• Exercise requirements: Each line below containing the word "from" needs to be shown.

• Task material:
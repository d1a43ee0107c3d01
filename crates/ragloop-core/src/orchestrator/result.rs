//! Query inputs and results returned to callers.

use crate::composer::TruncationReport;
use ragloop_protocol::{QueryId, QueryMode, RetrievedPassage};
use serde::{Deserialize, Serialize};
use std::time::Duration;

/// Answer returned when no passage clears the similarity threshold.
pub const NO_RELEVANT_CONTENT_MESSAGE: &str =
    "I could not find any relevant content to answer this question.";

/// Per-query overrides of the agent settings.
#[derive(Debug, Clone, Copy, Default, PartialEq)]
pub struct QueryOverrides {
    /// Number of passages requested from the vector index.
    pub top_k: Option<usize>,
    /// Minimum similarity for local passages.
    pub similarity_threshold: Option<f32>,
    /// Blend in web search results.
    pub enable_web_search: Option<bool>,
}

impl QueryOverrides {
    pub fn with_top_k(mut self, top_k: usize) -> Self {
        self.top_k = Some(top_k);
        self
    }

    pub fn with_similarity_threshold(mut self, threshold: f32) -> Self {
        self.similarity_threshold = Some(threshold);
        self
    }

    pub fn with_web_search(mut self, enabled: bool) -> Self {
        self.enable_web_search = Some(enabled);
        self
    }
}

/// How a completed query ended.
#[derive(Debug, Clone, Copy, PartialEq, Eq, Serialize, Deserialize)]
#[serde(rename_all = "snake_case")]
pub enum QueryOutcome {
    /// The language model produced the answer.
    Answered,
    /// Nothing relevant was retrieved; the answer is [`NO_RELEVANT_CONTENT_MESSAGE`].
    NoRelevantContent,
}

/// Metadata describing how an answer was produced.
#[derive(Debug, Clone, PartialEq, Serialize, Deserialize)]
pub struct QueryMetadata {
    pub query_id: QueryId,
    /// Wall-clock time from start to finish.
    pub elapsed: Duration,
    /// Passages placed in the prompt (local and web).
    pub source_count: usize,
    /// Web passages placed in the prompt.
    pub web_source_count: usize,
    pub outcome: QueryOutcome,
    pub mode: QueryMode,
    /// What the composer dropped to fit the prompt budget.
    pub truncation: TruncationReport,
}

/// Answer plus the passages it was grounded on.
#[derive(Debug, Clone, PartialEq, Serialize, Deserialize)]
pub struct QueryResult {
    pub answer: String,
    /// Local passages by descending relevance, followed by web passages in provider order.
    pub passages: Vec<RetrievedPassage>,
    pub metadata: QueryMetadata,
}

impl QueryResult {
    /// Whether the answer came from the language model.
    pub fn is_answered(&self) -> bool {
        self.metadata.outcome == QueryOutcome::Answered
    }
}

• Task solution:
    /// Number of passages requested from the vector index.
    /// Wall-clock time from start to finish.
    /// Whether the answer came from the language model.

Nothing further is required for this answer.